***** Input for this task

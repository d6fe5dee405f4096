//! Team model.

use serde::{Deserialize, Serialize};

use super::TeamId;

/// A team as supplied by the data source.
#[derive(Debug, Clone, PartialEq, Serialize, Deserialize)]
pub struct Team {
    /// Unique identifier
    pub id: TeamId,

    /// Display name
    pub name: String,

    /// Logo image URL
    pub logo_url: Option<String>,

    /// Region (e.g., "NA", "EU")
    pub region: Option<String>,

    /// Accumulated ranking points (never negative)
    pub current_rp: Option<f64>,

    /// Elo rating
    pub elo_rating: Option<f64>,

    /// Position on the global leaderboard (1 = best)
    pub global_rank: Option<u32>,

    /// Leaderboard tier label
    pub leaderboard_tier: Option<String>,
}

impl Team {
    /// Create a team with only identity fields set.
    pub fn new(id: impl Into<TeamId>, name: impl Into<String>) -> Self {
        Self {
            id: id.into(),
            name: name.into(),
            logo_url: None,
            region: None,
            current_rp: None,
            elo_rating: None,
            global_rank: None,
            leaderboard_tier: None,
        }
    }

    /// Builder method to set ranking points.
    pub fn with_ranking_points(mut self, rp: f64) -> Self {
        self.current_rp = Some(rp);
        self
    }
}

**********

* What you have to do *
Write out every entry exactly as given.

* Result for this exercise *
repository d6fe5dee405f4096
//! Team model.

use serde::{Deserialize, Serialize};

use super::TeamId;

/// A team as supplied by the data source.
#[derive(Debug, Clone, PartialEq, Serialize, Deserialize)]
pub struct Team {
    /// Unique identifier
    pub id: TeamId,

    /// Display name
    pub name: String,

    /// Logo image URL
    pub logo_url: Option<String>,

    /// Region (e.g., "NA", "EU")
    pub region: Option<String>,

    /// Accumulated ranking points (never negative)
    pub current_rp: Option<f64>,

    /// Elo rating
    pub elo_rating: Option<f64>,

    /// Position on the global leaderboard (1 = best)
    pub global_rank: Option<u32>,

    /// Leaderboard tier label
    pub leaderboard_tier: Option<String>,
}

impl Team {
    /// Create a team with only identity fields set.
    pub fn new(id: impl Into<TeamId>, name: impl Into<String>) -> Self {
        Self {
            id: id.into(),
            name: name.into(),
            logo_url: None,
            region: None,
            current_rp: None,
            elo_rating: None,
            global_rank: None,
            leaderboard_tier: None,
        }
    }

    /// Builder method to set ranking points.
    pub fn with_ranking_points(mut self, rp: f64) -> Self {
        self.current_rp = Some(rp);
        self
    }
}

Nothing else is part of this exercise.